Y es posible porque este año no hay turistas. Tampoco lo seremos nosotros. No hay hordas de británicos ni franceses ni nórdicos en Málaga igual que no habrá españoles en Croacia, en Italia, en las islas griegas. Hemos podido cenar en Back Tapas, en Primeria Selección, en Takumi Marbella porque sí, porque tras un Spritz de Rocco nos dan igual los después.
También nos hemos sentado en la terraza de La Cosmopolita de Carnero porque pasábamos por ahí y se nos había antojado un pepito y un jerez, en la terraza del Caleño solo por experimentar por una vez lo que era comer en primera línea de playa en pleno estallido del mes de julio.
Nos sentamos al fresco, a mesa puesta, con la noche que pasea y pasa frente a nosotros con un helado en la mano.

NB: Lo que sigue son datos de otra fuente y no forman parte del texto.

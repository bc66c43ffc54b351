use courier::http::{Cancellation, RETRY_DELAY};
use courier::{ClientConfig, Error, ErrorKind, HttpClient, InternalError, RequestOptions};
use mockito::Matcher;
use std::time::Duration;

fn config(server: &str) -> ClientConfig {
    ClientConfig {
        retry_delay: 0.0,
        ..ClientConfig::new(server)
    }
}

#[tokio::test]
async fn test_get_returns_body_text() {
    let mut server = mockito::Server::new_async().await;
    let mock = server
        .mock("GET", "/hello")
        .with_status(200)
        .with_body("Hello world")
        .create_async()
        .await;

    let client = HttpClient::new(config(&server.url())).unwrap();
    assert_eq!(client.get("/hello").await.unwrap(), "Hello world");
    mock.assert_async().await;
}

#[tokio::test]
async fn test_raw_reply_keeps_status_and_headers() {
    let mut server = mockito::Server::new_async().await;
    let _mock = server
        .mock("POST", "/items")
        .match_query(Matcher::UrlEncoded("page".into(), "2".into()))
        .match_body("name=demo")
        .with_status(201)
        .with_header("x-request-id", "abc")
        .with_body("created")
        .create_async()
        .await;

    let client = HttpClient::new(config(&server.url())).unwrap();
    let reply = client
        .do_request(
            "post",
            "/items",
            RequestOptions::new()
                .param("page", "2")
                .form("name", "demo")
                .parse_output(false),
        )
        .await
        .unwrap();

    let response = reply.into_response().unwrap();
    assert_eq!(response.status(), 201);
    assert_eq!(response.header("X-Request-Id"), Some("abc"));
    assert_eq!(response.text().await.unwrap(), "created");
}

#[tokio::test]
async fn test_redirect_is_classified_with_response_context() {
    let mut server = mockito::Server::new_async().await;
    let mock = server
        .mock("GET", "/moved")
        .with_status(301)
        .with_header("x-request-id", "req-1")
        .with_body("gone")
        .expect(1)
        .create_async()
        .await;

    let mut cfg = config(&server.url());
    cfg.no_retry_on = vec!["301".to_string()];
    let client = HttpClient::new(cfg).unwrap();

    let err = client.get("/moved").await.unwrap_err();
    assert_eq!(err.code(), 301);
    assert_eq!(err.kind(), Some(ErrorKind::MOVED_PERMANENTLY));
    assert_eq!(err.extra()["request_id"], "req-1");
    assert_eq!(err.extra()["response"], "gone");
    assert_eq!(err.extra()["method"], "GET");
    mock.assert_async().await;
}

#[tokio::test]
async fn test_server_errors_are_retried_until_exhausted() {
    let mut server = mockito::Server::new_async().await;
    let mock = server
        .mock("GET", "/flaky")
        .with_status(503)
        .expect(3)
        .create_async()
        .await;

    let mut cfg = config(&server.url());
    cfg.retry_number = 3;
    let client = HttpClient::new(cfg).unwrap();

    let err = client.get("/flaky").await.unwrap_err();
    assert_eq!(err.kind(), Some(ErrorKind::SERVICE_UNAVAILABLE));
    mock.assert_async().await;
}

#[tokio::test]
async fn test_per_call_exclusion_stops_after_one_attempt() {
    let mut server = mockito::Server::new_async().await;
    let mock = server
        .mock("GET", "/missing")
        .with_status(404)
        .expect(1)
        .create_async()
        .await;

    let client = HttpClient::new(config(&server.url())).unwrap();
    let err = client
        .do_request(
            "GET",
            "/missing",
            RequestOptions::new().no_retry_on(ErrorKind::NOT_FOUND),
        )
        .await
        .unwrap_err();

    assert_eq!(err.message_id(), "HTTP-28140");
    mock.assert_async().await;
}

#[tokio::test]
async fn test_connection_refused_is_a_transport_failure() {
    let mut cfg = config("http://127.0.0.1:1");
    cfg.retry_number = 2;
    let client = HttpClient::new(cfg).unwrap();

    let err = client.get("/").await.unwrap_err();
    assert_eq!(err.kind(), Some(ErrorKind::INTERNAL_SERVER_ERROR));
    assert_eq!(err.extra()["url"], "http://127.0.0.1:1/");
}

#[tokio::test]
async fn test_non_positive_budget_sends_nothing() {
    let mut server = mockito::Server::new_async().await;
    let mock = server
        .mock("GET", "/hello")
        .with_status(200)
        .expect(0)
        .create_async()
        .await;

    let mut cfg = config(&server.url());
    cfg.retry_number = 0;
    let client = HttpClient::new(cfg).unwrap();

    let err = client.get("/hello").await.unwrap_err();
    assert!(matches!(err, Error::Internal(_)));
    assert_eq!(err.message_id(), InternalError::MISCONFIGURED_ID);
    assert!(err.message().ends_with("after 0 retries"));
    mock.assert_async().await;
}

#[tokio::test]
async fn test_cancel_interrupts_retry_delay() {
    let mut server = mockito::Server::new_async().await;
    let _mock = server
        .mock("GET", "/down")
        .with_status(502)
        .create_async()
        .await;

    let cfg = ClientConfig::new(server.url());
    assert_eq!(cfg.retry_policy().unwrap().delay, RETRY_DELAY);
    let client = HttpClient::new(cfg).unwrap();

    let cancel = Cancellation::new();
    let handle = {
        let cancel = cancel.clone();
        tokio::spawn(async move {
            tokio::time::sleep(Duration::from_millis(200)).await;
            cancel.cancel();
        })
    };

    let err = tokio::time::timeout(
        Duration::from_secs(10),
        client.do_request("GET", "/down", RequestOptions::new().cancel(cancel)),
    )
    .await
    .expect("cancellation should end the call well before the retry delay")
    .unwrap_err();
    handle.await.unwrap();

    assert_eq!(err.message_id(), InternalError::CANCELLED_ID);
}
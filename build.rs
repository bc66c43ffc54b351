use std::process::Command;

/// Exposes `COURIER_VERSION` to the crate: the nearest git tag without its
/// `v` prefix, or the package version when git has nothing to say.
fn main() {
    println!("cargo:rerun-if-changed=.git/HEAD");
    println!("cargo:rerun-if-changed=.git/index");

    let described = Command::new("git")
        .args(["describe", "--tags", "--always", "--dirty"])
        .output()
        .ok()
        .filter(|o| o.status.success())
        .and_then(|o| String::from_utf8(o.stdout).ok())
        .map(|s| s.trim().trim_start_matches('v').to_string())
        .filter(|s| !s.is_empty());

    let version = described.unwrap_or_else(|| {
        std::env::var("CARGO_PKG_VERSION").unwrap_or_else(|_| "0.0.0-unknown".to_string())
    });

    println!("cargo:rustc-env=COURIER_VERSION={}", version);
}
//! Client configuration.
//!
//! A [`ClientConfig`] can be built in code or loaded from a JSON file. Every
//! field has a default, so a file only needs the keys it changes:
//!
//! ```json
//! {
//!   "server": "https://api.example.com",
//!   "timeout": 5,
//!   "headers": { "accept": "application/json" },
//!   "retry_number": 3,
//!   "retry_delay": 0.5,
//!   "no_retry_on": ["HTTP-28140", "401"]
//! }
//! ```

use anyhow::{Context, Result};
use log::debug;
use serde::Deserialize;
use std::path::Path;
use std::time::Duration;

use crate::error::ErrorKind;
use crate::http::{Credentials, Headers, MAX_RETRIES, RETRY_DELAY, RetryPolicy};

/// Default per-attempt timeout in seconds.
pub const DEFAULT_TIMEOUT: f64 = 10.0;

#[derive(Debug, Clone, PartialEq, Deserialize)]
#[serde(default, deny_unknown_fields)]
pub struct ClientConfig {
    /// Base URL; request paths are appended to it.
    pub server: String,
    /// Per-attempt timeout, in seconds.
    pub timeout: f64,
    /// Sent with every request.
    pub headers: Headers,
    pub username: Option<String>,
    pub password: Option<String>,
    pub ssl_verify: bool,
    /// Attempts per request.
    pub retry_number: i64,
    /// Delay between attempts, in seconds.
    pub retry_delay: f64,
    /// Error kinds (message id, status code or name) never retried.
    pub no_retry_on: Vec<String>,
}

impl Default for ClientConfig {
    fn default() -> Self {
        Self {
            server: String::new(),
            timeout: DEFAULT_TIMEOUT,
            headers: Headers::new(),
            username: None,
            password: None,
            ssl_verify: true,
            retry_number: MAX_RETRIES,
            retry_delay: RETRY_DELAY.as_secs_f64(),
            no_retry_on: Vec::new(),
        }
    }
}

impl ClientConfig {
    /// A config for `server` with every other field at its default.
    pub fn new(server: impl Into<String>) -> Self {
        Self {
            server: server.into(),
            ..Self::default()
        }
    }

    /// Loads a JSON config file.
    pub fn from_file(path: &Path) -> Result<Self> {
        debug!("Loading client configuration from {:?}", path);
        let contents = std::fs::read_to_string(path)
            .with_context(|| format!("Failed to read config file {:?}", path))?;
        Self::from_json(&contents).with_context(|| format!("Invalid config file {:?}", path))
    }

    /// Parses a JSON config document.
    pub fn from_json(contents: &str) -> Result<Self> {
        serde_json::from_str(contents).context("Failed to parse client configuration")
    }

    /// The per-attempt timeout as a `Duration`.
    pub fn timeout_duration(&self) -> Result<Duration> {
        seconds(self.timeout, "timeout")
    }

    /// Builds the retry policy, resolving `no_retry_on` entries to kinds.
    pub fn retry_policy(&self) -> Result<RetryPolicy> {
        let mut policy = RetryPolicy::new(self.retry_number, seconds(self.retry_delay, "retry_delay")?);
        for name in &self.no_retry_on {
            let kind: ErrorKind = name
                .parse()
                .with_context(|| format!("Invalid no_retry_on entry '{}'", name))?;
            policy = policy.exclude(kind);
        }
        Ok(policy)
    }

    /// Basic-auth credentials, when both username and password are set.
    pub fn credentials(&self) -> Option<Credentials> {
        Credentials::from_parts(self.username.as_deref(), self.password.as_deref())
    }
}

fn seconds(value: f64, field: &str) -> Result<Duration> {
    Duration::try_from_secs_f64(value)
        .with_context(|| format!("'{}' must be a non-negative number of seconds, got {}", field, value))
}
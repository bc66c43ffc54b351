//! Successful responses handed back to callers.

use anyhow::{Context, Result};
use serde::de::DeserializeOwned;
use std::time::Duration;

use super::transport::{Body, Headers, TransportError};

/// A response with a status below 300.
#[derive(Debug)]
pub struct Response {
    pub(crate) status: u16,
    pub(crate) headers: Headers,
    pub(crate) body: Body,
    pub(crate) elapsed: Duration,
    pub(crate) url: String,
}

impl Response {
    /// HTTP status code.
    pub fn status(&self) -> u16 {
        self.status
    }

    /// Response headers.
    pub fn headers(&self) -> &Headers {
        &self.headers
    }

    /// Case-insensitive header lookup.
    pub fn header(&self, name: &str) -> Option<&str> {
        self.headers
            .iter()
            .find(|(k, _)| k.eq_ignore_ascii_case(name))
            .map(|(_, v)| v.as_str())
    }

    /// Time spent in the transport for this attempt.
    pub fn elapsed(&self) -> Duration {
        self.elapsed
    }

    /// The URL the request was sent to.
    pub fn url(&self) -> &str {
        &self.url
    }

    /// Whether the body is still unread on the wire.
    pub fn is_streaming(&self) -> bool {
        matches!(self.body, Body::Streaming(_))
    }

    /// The body, if it has already been read.
    pub fn body(&self) -> Option<&[u8]> {
        match &self.body {
            Body::Full(bytes) => Some(bytes.as_slice()),
            Body::Streaming(_) => None,
        }
    }

    /// Hands over the body, for callers that consume a stream themselves.
    pub fn into_body(self) -> Body {
        self.body
    }

    /// Reads the whole body.
    pub async fn bytes(self) -> Result<Vec<u8>, TransportError> {
        self.body.collect().await
    }

    /// Decodes the body as UTF-8, replacing invalid sequences.
    pub async fn text(self) -> Result<String, TransportError> {
        let bytes = self.bytes().await?;
        Ok(String::from_utf8_lossy(&bytes).into_owned())
    }

    /// Deserializes the JSON body.
    pub async fn json<T: DeserializeOwned>(self) -> Result<T> {
        let bytes = self.bytes().await.context("Failed to read response body")?;
        serde_json::from_slice(&bytes).context("Failed to parse JSON response")
    }
}

/// What `do_request` returns on success.
#[derive(Debug)]
pub enum Reply {
    /// The decoded body (`parse_output = true`).
    Text(String),
    /// The response object itself (`parse_output = false`).
    Raw(Response),
}

impl Reply {
    /// The decoded body, if this is a text reply.
    pub fn into_text(self) -> Option<String> {
        match self {
            Reply::Text(text) => Some(text),
            Reply::Raw(_) => None,
        }
    }

    /// The response object, if this is a raw reply.
    pub fn into_response(self) -> Option<Response> {
        match self {
            Reply::Raw(response) => Some(response),
            Reply::Text(_) => None,
        }
    }
}

#[cfg(test)]
mod tests {
    use super::*;
    use futures_util::stream::{self, StreamExt};

    fn response(body: Body) -> Response {
        let mut headers = Headers::new();
        headers.insert("content-type".to_string(), "application/json".to_string());
        Response {
            status: 200,
            headers,
            body,
            elapsed: Duration::from_millis(12),
            url: "http://localhost/hello".to_string(),
        }
    }

    #[tokio::test]
    async fn test_text_from_full_body() {
        let resp = response(Body::Full(b"Hello world".to_vec()));
        assert_eq!(resp.status(), 200);
        assert_eq!(resp.body(), Some(&b"Hello world"[..]));
        assert_eq!(resp.text().await.unwrap(), "Hello world");
    }

    #[tokio::test]
    async fn test_text_from_streaming_body() {
        let chunks = vec![Ok(b"Hello ".to_vec()), Ok(b"world".to_vec())];
        let resp = response(Body::Streaming(stream::iter(chunks).boxed()));

        assert!(resp.is_streaming());
        assert_eq!(resp.body(), None);
        assert_eq!(resp.text().await.unwrap(), "Hello world");
    }

    #[tokio::test]
    async fn test_streaming_error_surfaces() {
        let chunks = vec![Ok(b"partial".to_vec()), Err(TransportError::new("reset"))];
        let resp = response(Body::Streaming(stream::iter(chunks).boxed()));

        assert_eq!(resp.bytes().await.unwrap_err().to_string(), "reset");
    }

    #[tokio::test]
    async fn test_json() {
        #[derive(serde::Deserialize, Debug, PartialEq)]
        struct Payload {
            name: String,
            value: i32,
        }

        let resp = response(Body::Full(br#"{"name": "test", "value": 42}"#.to_vec()));
        let parsed: Payload = resp.json().await.unwrap();
        assert_eq!(
            parsed,
            Payload {
                name: "test".to_string(),
                value: 42
            }
        );
    }

    #[test]
    fn test_header_lookup_ignores_case() {
        let resp = response(Body::Full(Vec::new()));
        assert_eq!(resp.header("Content-Type"), Some("application/json"));
        assert_eq!(resp.header("x-missing"), None);
    }

    #[test]
    fn test_reply_accessors() {
        assert_eq!(Reply::Text("hi".to_string()).into_text().as_deref(), Some("hi"));
        assert!(Reply::Text("hi".to_string()).into_response().is_none());
        assert!(Reply::Raw(response(Body::Full(Vec::new()))).into_text().is_none());
    }
}
//! HTTP client with built-in retry logic and typed errors.

use serde::de::DeserializeOwned;
use std::collections::{BTreeMap, HashSet};
use std::fmt;
use std::sync::Arc;
use std::time::Duration;

use super::cancel::Cancellation;
use super::executor::RequestExecutor;
use super::observe::{NoopObserver, Observer};
use super::response::{Reply, Response};
use super::retry::{RetryController, RetryPolicy};
use super::transport::{
    Credentials, Headers, Payload, ReqwestTransport, Transport, TransportRequest,
};
use crate::config::ClientConfig;
use crate::error::{self, Error, ErrorKind, base_extra};

/// Per-call settings for [`HttpClient::do_request`].
#[derive(Debug, Clone)]
pub struct RequestOptions {
    pub params: Vec<(String, String)>,
    pub data: Option<Payload>,
    /// Merged over the client's default headers.
    pub headers: Headers,
    /// Overrides the client's per-attempt timeout.
    pub timeout: Option<Duration>,
    /// Return the decoded body instead of the response object.
    pub parse_output: bool,
    pub stream: bool,
    /// Added to the client's excluded kinds for this call only.
    pub no_retry_on: HashSet<ErrorKind>,
    pub cancel: Option<Cancellation>,
}

impl Default for RequestOptions {
    fn default() -> Self {
        Self {
            params: Vec::new(),
            data: None,
            headers: Headers::new(),
            timeout: None,
            parse_output: true,
            stream: false,
            no_retry_on: HashSet::new(),
            cancel: None,
        }
    }
}

impl RequestOptions {
    /// Options with `parse_output` on and nothing else set.
    pub fn new() -> Self {
        Self::default()
    }

    /// Appends a query string parameter.
    pub fn param(mut self, name: impl Into<String>, value: impl Into<String>) -> Self {
        self.params.push((name.into(), value.into()));
        self
    }

    /// Sets a raw request body.
    pub fn data(mut self, data: impl Into<Payload>) -> Self {
        self.data = Some(data.into());
        self
    }

    /// Adds a form field, turning the payload into a form if it was not one.
    pub fn form(mut self, name: impl Into<String>, value: impl Into<String>) -> Self {
        let mut fields = match self.data.take() {
            Some(Payload::Form(fields)) => fields,
            _ => BTreeMap::new(),
        };
        fields.insert(name.into(), value.into());
        self.data = Some(Payload::Form(fields));
        self
    }

    /// Adds a header, overriding a client default of the same name.
    pub fn header(mut self, name: impl Into<String>, value: impl Into<String>) -> Self {
        self.headers.insert(name.into(), value.into());
        self
    }

    /// Overrides the client's per-attempt timeout.
    pub fn timeout(mut self, timeout: Duration) -> Self {
        self.timeout = Some(timeout);
        self
    }

    /// Whether to return the decoded body instead of the response.
    pub fn parse_output(mut self, parse_output: bool) -> Self {
        self.parse_output = parse_output;
        self
    }

    /// Defer reading the body until the caller consumes it.
    pub fn stream(mut self, stream: bool) -> Self {
        self.stream = stream;
        self
    }

    /// Never retry errors of `kind` for this call.
    pub fn no_retry_on(mut self, kind: ErrorKind) -> Self {
        self.no_retry_on.insert(kind);
        self
    }

    /// Lets the caller abort the call.
    pub fn cancel(mut self, cancel: Cancellation) -> Self {
        self.cancel = Some(cancel);
        self
    }
}

/// HTTP client bound to one server.
///
/// Configuration is fixed at construction; a client can be shared between
/// tasks and cloned cheaply.
pub struct HttpClient<T: Transport = ReqwestTransport> {
    server: String,
    timeout: Duration,
    headers: Headers,
    auth: Option<Credentials>,
    ssl_verify: bool,
    retry: RetryPolicy,
    transport: Arc<T>,
    observer: Arc<dyn Observer>,
}

impl HttpClient {
    /// Creates a client using the reqwest transport.
    pub fn new(config: ClientConfig) -> anyhow::Result<Self> {
        Self::with_transport(config, ReqwestTransport::new()?)
    }
}

impl<T: Transport> HttpClient<T> {
    /// Creates a client over a custom transport.
    pub fn with_transport(config: ClientConfig, transport: T) -> anyhow::Result<Self> {
        Ok(Self {
            timeout: config.timeout_duration()?,
            retry: config.retry_policy()?,
            auth: config.credentials(),
            server: config.server,
            headers: config.headers,
            ssl_verify: config.ssl_verify,
            transport: Arc::new(transport),
            observer: Arc::new(NoopObserver),
        })
    }

    /// Replaces the default no-op observer.
    pub fn with_observer(mut self, observer: impl Observer + 'static) -> Self {
        self.observer = Arc::new(observer);
        self
    }

    /// Base URL requests are sent to.
    pub fn server(&self) -> &str {
        &self.server
    }

    /// Default per-attempt timeout.
    pub fn timeout(&self) -> Duration {
        self.timeout
    }

    /// Headers sent with every request.
    pub fn headers(&self) -> &Headers {
        &self.headers
    }

    pub fn auth(&self) -> Option<&Credentials> {
        self.auth.as_ref()
    }

    pub fn ssl_verify(&self) -> bool {
        self.ssl_verify
    }

    /// Retry policy applied to every call.
    pub fn retry_policy(&self) -> &RetryPolicy {
        &self.retry
    }

    /// Builds the absolute URL for `path`.
    pub fn url_for(&self, path: &str) -> String {
        format!("{}{}", self.server.trim_end_matches('/'), path)
    }

    /// Performs `method` on `path`, retrying failures per the client's
    /// policy.
    ///
    /// Returns the decoded body, or the response itself when
    /// `options.parse_output` is false. On terminal failure the classified
    /// error of the last attempt is returned.
    #[tracing::instrument(skip(self, options), fields(server = %self.server))]
    pub async fn do_request(
        &self,
        method: &str,
        path: &str,
        options: RequestOptions,
    ) -> Result<Reply, Error> {
        let request = TransportRequest {
            method: method.to_ascii_uppercase(),
            url: self.url_for(path),
            params: options.params,
            data: options.data,
            headers: merge_headers(&self.headers, &options.headers),
            auth: self.auth.clone(),
            timeout: options.timeout.unwrap_or(self.timeout),
            verify: self.ssl_verify,
            stream: options.stream,
        };
        let policy = self.retry.with_excluded(&options.no_retry_on);
        let extra = base_extra(&request.url, &self.server, &request.method);

        let executor =
            RequestExecutor::new(self.transport.as_ref(), self.observer.as_ref(), &self.server);
        let controller =
            RetryController::new(&policy, self.observer.as_ref(), options.cancel.as_ref());

        let response = controller
            .run(&request.method, &request.url, extra.clone(), || {
                executor.execute(&request)
            })
            .await?;

        if options.parse_output {
            parse_response(response, extra).await.map(Reply::Text)
        } else {
            Ok(Reply::Raw(response))
        }
    }

    /// GET `path` and return the body as text.
    pub async fn get(&self, path: &str) -> Result<String, Error> {
        let reply = self.do_request("GET", path, RequestOptions::new()).await?;
        Ok(reply.into_text().unwrap_or_default())
    }

    /// Performs the request and deserializes the JSON body.
    #[tracing::instrument(skip(self, options))]
    pub async fn request_json<D: DeserializeOwned>(
        &self,
        method: &str,
        path: &str,
        options: RequestOptions,
    ) -> anyhow::Result<D> {
        let reply = self
            .do_request(method, path, options.parse_output(false))
            .await?;
        match reply {
            Reply::Raw(response) => response.json().await,
            Reply::Text(text) => Ok(serde_json::from_str(&text)?),
        }
    }
}

impl<T: Transport> Clone for HttpClient<T> {
    fn clone(&self) -> Self {
        Self {
            server: self.server.clone(),
            timeout: self.timeout,
            headers: self.headers.clone(),
            auth: self.auth.clone(),
            ssl_verify: self.ssl_verify,
            retry: self.retry.clone(),
            transport: Arc::clone(&self.transport),
            observer: Arc::clone(&self.observer),
        }
    }
}

impl<T: Transport> fmt::Display for HttpClient<T> {
    fn fmt(&self, f: &mut fmt::Formatter<'_>) -> fmt::Result {
        write!(f, "Connection: {}", self.server)
    }
}

impl<T: Transport> fmt::Debug for HttpClient<T> {
    fn fmt(&self, f: &mut fmt::Formatter<'_>) -> fmt::Result {
        f.debug_struct("HttpClient")
            .field("server", &self.server)
            .field("timeout", &self.timeout)
            .field("headers", &self.headers)
            .field("auth", &self.auth)
            .field("ssl_verify", &self.ssl_verify)
            .field("retry", &self.retry)
            .finish()
    }
}

/// Per-call headers win over defaults; names compare case-insensitively.
fn merge_headers(defaults: &Headers, overrides: &Headers) -> Headers {
    let mut merged: Headers = defaults
        .iter()
        .filter(|(name, _)| !overrides.keys().any(|o| o.eq_ignore_ascii_case(name)))
        .map(|(k, v)| (k.clone(), v.clone()))
        .collect();
    merged.extend(overrides.iter().map(|(k, v)| (k.clone(), v.clone())));
    merged
}

async fn parse_response(response: Response, extra: error::Extra) -> Result<String, Error> {
    response
        .text()
        .await
        .map_err(|e| error::transport_failure(e.message.as_deref(), extra).into())
}
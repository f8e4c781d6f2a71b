//! Foundational containers shared by the lexer and the later phases.

pub mod buf;
pub mod map;
pub mod seq;

pub use buf::Buf;
pub use map::StrMap;
pub use seq::Seq;
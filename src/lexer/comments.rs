//! Whitespace and comment folding.
//!
//! Comments count as whitespace at this level; newlines do not, because
//! the preprocessor is line-oriented and gets them as tokens.

use crate::diagnostics::LexError;

use super::Lexer;

impl Lexer {
    /// Consume a run of whitespace and comments. True if anything was
    /// consumed.
    pub(super) fn skip_space(&mut self) -> Result<bool, LexError> {
        if !self.skip_one_space()? {
            return Ok(false);
        }
        while self.skip_one_space()? {}
        Ok(true)
    }

    fn skip_one_space(&mut self) -> Result<bool, LexError> {
        let Some(c) = self.stream.read_char()? else {
            return Ok(false);
        };
        match c {
            b' ' | b'\t' | 0x0B | 0x0C => Ok(true),
            b'/' => {
                if self.stream.next_is(b'*')? {
                    self.skip_block_comment()?;
                    return Ok(true);
                }
                if self.stream.next_is(b'/')? {
                    self.skip_line()?;
                    return Ok(true);
                }
                self.stream.unread(Some(c));
                Ok(false)
            }
            _ => {
                self.stream.unread(Some(c));
                Ok(false)
            }
        }
    }

    /// Body of `/* ... */`; the opener is already consumed. Reaching EOF
    /// first is an error at the comment's opening position.
    fn skip_block_comment(&mut self) -> Result<(), LexError> {
        let pos = self.stream.pos(-2);
        let mut maybe_end = false;
        loop {
            let Some(c) = self.stream.read_char()? else {
                return Err(LexError::UnterminatedComment { pos: pos.clone() });
            };
            if c == b'/' && maybe_end {
                return Ok(());
            }
            maybe_end = c == b'*';
        }
    }

    /// Consume up to, but not including, the next newline.
    pub(super) fn skip_line(&mut self) -> Result<(), LexError> {
        loop {
            let c = self.stream.read_char()?;
            match c {
                None => return Ok(()),
                Some(b'\n') => {
                    self.stream.unread(c);
                    return Ok(());
                }
                Some(_) => {}
            }
        }
    }
}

Somos los que ahora ríen en las terrazas. Hemos vuelto a ser los habitantes de un barrio o un pueblo como lo éramos en los ochenta, más en el norte que en el sur. Noche serena en la plaza, prohibido jugar a la pelota, el trago de siempre en el mejor restaurante que la ciudad podía ofrecerte. La temperatura cálida meciéndote en los brazos de tu madre.
Entonces los forasteros nos fascinaban. Todavía conservaban el magnetismo aprendido de las películas del oeste. Quién es. De dónde viene. De quién es primo o conocido y cómo ha llegado aquí. Qué es lo que busca. En los últimos años hemos sido nosotros los que nos sentíamos, como escribe Pablo Bujalance “extraños, fuera de sitio, ajenos a Málaga”.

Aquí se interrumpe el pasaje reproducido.